У меня сжалось сердце. Его голос звучал вполне дружелюбно, и в нем не было ни намека на сарказм. Говоря «романист», он наверняка не имел в виду ничего дурного. Но два наших мира разделяла дистанция планетарного масштаба, и я хотел одного: чтобы капитан как можно скорее сменил тему и оставил в покое мою книгу, о которой сейчас расспрашивал.
— Так это психологический роман или исторический?
— Это про групповой секс, — пришел на помощь Лэйси.
В 1951 году, да еще с незнакомыми людьми и в смешанной компании, такая фраза звучала весьма вызывающе. Капитан сдвинул брови, его жена снова вспыхнула, и на минуту показалось, что добродетельный дух Южной Баптистской конвенции осуждающе глянул на нас с небес. Молчание нарушил мелодичный голос, обратившийся к Лэйси на безупречном французском.
Затем он повернулся, и я был представлен Полу Мариотту, подполковнику корпуса морской пехоты США.
— Так вы и есть тот писатель, о котором говорил мне Лэйси? — спросил Мариотт приветливо.
Судя по произношению, он вырос в Виргинии.
— Забавно, что теперь у нас появился свой литератор. Это добавляет чуточку разнообразия; надеюсь, нам теперь будет о чем поговорить... Джентльмены, позвольте вам представить — мой сын Майк.
' Добрый вечер, добрый вечер, старина. Как дела? Где вы были? Я везде вас искал.

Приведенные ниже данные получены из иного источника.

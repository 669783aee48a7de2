//! In-memory permission grant store.

use std::collections::HashSet;

use async_trait::async_trait;
use chrono::Utc;

use famvault_core::result::AppResult;
use famvault_core::types::{FolderId, MemberId};
use famvault_entity::permission::{PermissionGrant, ResourceRef, ResourceType};

use crate::traits::PermissionStore;

use super::db::MemoryDb;

/// Permission grant store over the shared in-memory database.
#[derive(Debug, Clone)]
pub struct MemoryPermissionStore {
    db: MemoryDb,
}

impl MemoryPermissionStore {
    /// Create a new permission store over the given database.
    pub fn new(db: MemoryDb) -> Self {
        Self { db }
    }
}

#[async_trait]
impl PermissionStore for MemoryPermissionStore {
    async fn find_for_member(
        &self,
        resource: ResourceRef,
        member_id: MemberId,
    ) -> AppResult<Option<PermissionGrant>> {
        let state = self.db.read().await;
        let key = (resource.resource_type(), resource.resource_uuid(), member_id);
        Ok(state.grants.get(&key).cloned())
    }

    async fn list_for_resource(&self, resource: ResourceRef) -> AppResult<Vec<PermissionGrant>> {
        let state = self.db.read().await;
        let rtype = resource.resource_type();
        let rid = resource.resource_uuid();
        let mut grants: Vec<PermissionGrant> = state
            .grants
            .iter()
            .filter(|((t, id, _), _)| *t == rtype && *id == rid)
            .map(|(_, grant)| grant.clone())
            .collect();
        grants.sort_by(|a, b| a.created_at.cmp(&b.created_at));
        Ok(grants)
    }

    async fn exists_for_resource(&self, resource: ResourceRef) -> AppResult<bool> {
        let state = self.db.read().await;
        let rtype = resource.resource_type();
        let rid = resource.resource_uuid();
        Ok(state
            .grants
            .keys()
            .any(|(t, id, _)| *t == rtype && *id == rid))
    }

    async fn exists_for_folders(&self, folder_ids: &[FolderId]) -> AppResult<bool> {
        let set: HashSet<uuid::Uuid> = folder_ids.iter().map(|f| f.into_uuid()).collect();
        let state = self.db.read().await;
        Ok(state
            .grants
            .keys()
            .any(|(t, id, _)| *t == ResourceType::Folder && set.contains(id)))
    }

    async fn find_first_folder_grant(
        &self,
        folder_ids: &[FolderId],
        member_id: MemberId,
    ) -> AppResult<Option<PermissionGrant>> {
        let state = self.db.read().await;
        for folder_id in folder_ids {
            let key = (ResourceType::Folder, folder_id.into_uuid(), member_id);
            if let Some(grant) = state.grants.get(&key) {
                return Ok(Some(grant.clone()));
            }
        }
        Ok(None)
    }

    async fn upsert(&self, grant: &PermissionGrant) -> AppResult<PermissionGrant> {
        let mut state = self.db.write().await;
        let key = (grant.resource_type, grant.resource_id, grant.member_id);
        let stored = state
            .grants
            .entry(key)
            .and_modify(|existing| {
                existing.level = grant.level;
                existing.granted_by = grant.granted_by;
                existing.updated_at = Utc::now();
            })
            .or_insert_with(|| grant.clone());
        Ok(stored.clone())
    }

    async fn remove(&self, resource: ResourceRef, member_id: MemberId) -> AppResult<bool> {
        let mut state = self.db.write().await;
        let key = (resource.resource_type(), resource.resource_uuid(), member_id);
        Ok(state.grants.remove(&key).is_some())
    }
}
//! Album CRUD and idempotent album membership with cover auto-selection.

use std::sync::Arc;

use chrono::Utc;
use serde::{Deserialize, Serialize};
use tracing::info;
use validator::Validate;

use famvault_core::error::AppError;
use famvault_core::types::{AlbumId, FileId};
use famvault_entity::album::Album;
use famvault_entity::file::StoredFile;
use famvault_entity::permission::{PermissionLevel, ResourceRef};
use famvault_policy::PermissionResolver;
use famvault_store::{AlbumStore, FileStore, MembershipStore};

use crate::context::RequestContext;

/// Manages albums.
#[derive(Debug, Clone)]
pub struct AlbumService {
    /// Album store.
    albums: Arc<dyn AlbumStore>,
    /// File store (membership targets).
    files: Arc<dyn FileStore>,
    /// Membership lookup.
    memberships: Arc<dyn MembershipStore>,
    /// Permission resolver.
    resolver: Arc<PermissionResolver>,
}

/// Data for creating an album.
#[derive(Debug, Clone, Serialize, Deserialize, Validate)]
pub struct CreateAlbumRequest {
    /// Album name.
    #[validate(length(min = 1, max = 255))]
    pub name: String,
}

impl AlbumService {
    /// Creates a new album service.
    pub fn new(
        albums: Arc<dyn AlbumStore>,
        files: Arc<dyn FileStore>,
        memberships: Arc<dyn MembershipStore>,
        resolver: Arc<PermissionResolver>,
    ) -> Self {
        Self {
            albums,
            files,
            memberships,
            resolver,
        }
    }

    /// Creates an album.
    pub async fn create_album(
        &self,
        ctx: &RequestContext,
        req: CreateAlbumRequest,
    ) -> Result<Album, AppError> {
        self.require_member(ctx).await?;
        req.validate()
            .map_err(|e| AppError::validation(e.to_string()))?;
        if req.name.trim().is_empty() {
            return Err(AppError::validation("Album name cannot be empty"));
        }

        let now = Utc::now();
        let album = Album {
            id: AlbumId::new(),
            family_id: ctx.family_id,
            name: req.name,
            cover_file_id: None,
            created_by: ctx.member_id,
            created_at: now,
            updated_at: now,
        };
        self.albums.insert(&album).await?;

        info!(member_id = %ctx.member_id, album_id = %album.id, "Album created");

        Ok(album)
    }

    /// Renames an album.
    pub async fn rename_album(
        &self,
        ctx: &RequestContext,
        album_id: AlbumId,
        new_name: &str,
    ) -> Result<Album, AppError> {
        self.require_member(ctx).await?;
        if new_name.trim().is_empty() {
            return Err(AppError::validation("Album name cannot be empty"));
        }
        self.load_album(ctx, album_id).await?;

        let album = self.albums.rename(album_id, new_name).await?;

        info!(member_id = %ctx.member_id, album_id = %album_id, new_name = %new_name, "Album renamed");

        Ok(album)
    }

    /// Deletes an album and its file associations. Files themselves are
    /// untouched.
    pub async fn delete_album(
        &self,
        ctx: &RequestContext,
        album_id: AlbumId,
    ) -> Result<(), AppError> {
        self.require_member(ctx).await?;
        self.load_album(ctx, album_id).await?;

        self.albums.remove(album_id).await?;

        info!(member_id = %ctx.member_id, album_id = %album_id, "Album deleted");

        Ok(())
    }

    /// Lists the family's albums, ordered by name.
    pub async fn list_albums(&self, ctx: &RequestContext) -> Result<Vec<Album>, AppError> {
        self.require_member(ctx).await?;
        self.albums.list_by_family(ctx.family_id).await
    }

    /// Adds a file to an album. Idempotent; returns `true` only when the
    /// association was newly created. The first file added while the
    /// album has no cover becomes the cover.
    pub async fn add_file(
        &self,
        ctx: &RequestContext,
        album_id: AlbumId,
        file_id: FileId,
    ) -> Result<bool, AppError> {
        self.require_member(ctx).await?;
        let album = self.load_album(ctx, album_id).await?;
        self.require_file_view(ctx, file_id).await?;

        let added = self.albums.add_file(album_id, file_id).await?;
        if added && album.cover_file_id.is_none() {
            self.albums.set_cover(album_id, Some(file_id)).await?;
        }
        if added {
            info!(member_id = %ctx.member_id, album_id = %album_id, file_id = %file_id, "File added to album");
        }

        Ok(added)
    }

    /// Removes a file from an album. Idempotent; returns `true` only when
    /// an association was actually removed. Removing the cover file
    /// clears the cover.
    pub async fn remove_file(
        &self,
        ctx: &RequestContext,
        album_id: AlbumId,
        file_id: FileId,
    ) -> Result<bool, AppError> {
        self.require_member(ctx).await?;
        let album = self.load_album(ctx, album_id).await?;

        let removed = self.albums.remove_file(album_id, file_id).await?;
        if removed && album.cover_file_id == Some(file_id) {
            self.albums.set_cover(album_id, None).await?;
        }
        if removed {
            info!(member_id = %ctx.member_id, album_id = %album_id, file_id = %file_id, "File removed from album");
        }

        Ok(removed)
    }

    /// Lists the files in an album, oldest addition first.
    pub async fn list_album_files(
        &self,
        ctx: &RequestContext,
        album_id: AlbumId,
    ) -> Result<Vec<StoredFile>, AppError> {
        self.require_member(ctx).await?;
        self.load_album(ctx, album_id).await?;
        self.albums.list_files(album_id).await
    }

    async fn load_album(&self, ctx: &RequestContext, album_id: AlbumId) -> Result<Album, AppError> {
        let album = self
            .albums
            .find_by_id(album_id)
            .await?
            .ok_or_else(|| AppError::not_found("Album not found"))?;
        if album.family_id != ctx.family_id {
            return Err(AppError::forbidden("Album belongs to another family"));
        }
        Ok(album)
    }

    async fn require_file_view(
        &self,
        ctx: &RequestContext,
        file_id: FileId,
    ) -> Result<(), AppError> {
        let file = self
            .files
            .find_by_id(file_id)
            .await?
            .ok_or_else(|| AppError::not_found("File not found"))?;
        if file.family_id != ctx.family_id {
            return Err(AppError::forbidden("File belongs to another family"));
        }
        self.resolver
            .require(
                ctx.member_id,
                ResourceRef::File(file_id),
                PermissionLevel::View,
                ctx.family_id,
            )
            .await?;
        Ok(())
    }

    async fn require_member(&self, ctx: &RequestContext) -> Result<(), AppError> {
        self.memberships
            .role_of(ctx.member_id, ctx.family_id)
            .await?
            .ok_or_else(|| AppError::forbidden("Not a member of this family"))?;
        Ok(())
    }
}
//! In-memory processing log store.

use async_trait::async_trait;

use famvault_core::result::AppResult;
use famvault_core::types::{FamilyId, FileId};
use famvault_entity::processing::ProcessingLogEntry;

use crate::traits::ProcessingLogStore;

use super::db::MemoryDb;

/// Processing log store over the shared in-memory database.
#[derive(Debug, Clone)]
pub struct MemoryProcessingLogStore {
    db: MemoryDb,
}

impl MemoryProcessingLogStore {
    /// Create a new processing log store over the given database.
    pub fn new(db: MemoryDb) -> Self {
        Self { db }
    }
}

#[async_trait]
impl ProcessingLogStore for MemoryProcessingLogStore {
    async fn append(&self, entry: &ProcessingLogEntry) -> AppResult<()> {
        let mut state = self.db.write().await;
        state.log_entries.push(entry.clone());
        Ok(())
    }

    async fn list_by_family(
        &self,
        family_id: FamilyId,
        limit: i64,
    ) -> AppResult<Vec<ProcessingLogEntry>> {
        let state = self.db.read().await;
        Ok(state
            .log_entries
            .iter()
            .rev()
            .filter(|e| e.family_id == family_id)
            .take(limit.max(0) as usize)
            .cloned()
            .collect())
    }

    async fn list_by_file(&self, file_id: FileId) -> AppResult<Vec<ProcessingLogEntry>> {
        let state = self.db.read().await;
        Ok(state
            .log_entries
            .iter()
            .rev()
            .filter(|e| e.file_id == file_id)
            .cloned()
            .collect())
    }
}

Вы тут уже давно?
Обычно мне кажется манерным, когда люди общаются по-французски без особой необходимости, но Лэйси и подполковник говорили так свободно — подполковник, на мой слух, практически безупречно — и одновременно с оттенком иронии, что это выглядело веселой игрой. Что касается полковника, я не мог отвести взгляд от его наград и нашивок: если награды достаточно высокие и присутствуют в изрядных количествах, их блеск не бросается в глаза и не затмевает лицо владельца. Впрочем, наибольшее впечатление производили не значительные награды («Военно-морской крест» и «Серебряная звезда» — каждый из этих орденов свидетельствовал о подвиге, требующем невероятного мужества, — и вдобавок орден «За боевые заслуги», а также медаль «Пурпурное сердце» со звездами, обозначавшими ранения), а яркий коллаж из наградных лент за участие в различных кампаниях и экспедициях, указывавших, что их обладатель с юных лет был связан с морской пехотой. Я понимал, что передо мной абсолютный профессионал. Полковник Мариотт выглядел на сорок с небольшим, и это лишь усиливало несоответствие между его светскими, утонченными манерами и жизнью, целиком и полностью посвященной воинской службе. Интересно, как Пол Мари-отт
сумел среди боев и походов найти время, чтобы в совершенстве овладеть иностранным языком и стать знатоком и ценителем прекрасного?Я обменялся рукопожатиями с сыном полковника — юношей лет восемнадцати, очень похожим на отца. Если бы не очевидная разница в возрасте, он мог бы сойти за его бра-та-близнеца. Как и отец, Майк был среднего роста, атлетически сложен (хотя и не производил впечатления груды мышц), с такими же, как у отца, коротко стриженными соломенными волосами и глубоко посаженными внимательными глазами на четко очерченном лице. Несмотря на внешнее сходство, он не собирался идти по стопам отца. Пока Лэйси с полковником болтали, я спросил его, намерен ли он стать профессиональным военным. Не знаю, почему я задал такой вопрос, — возможно, тут сыграло роль необычайное сходство между отцом и сыном.
— Конечно же, нет, — ответил он негромко. — Я не хочу убивать.
От этих слов у меня волосы на голове зашевелились: я был потрясен его прямотой, в которой не звучало ни злобы, ни раздражения. Майк казался расстроенным, немного встревоженным. Переведя разговор на другую тему, я узнал, что он учится на втором курсе университета Северной Каролины и по окончании получит диплом архитектора. Неожиданно по его губам скользнула улыбка:
— Уж лучше хот-догами торговать, чем служить в морской пехоте. Если меня призовут в армию, я пойду в авиацию.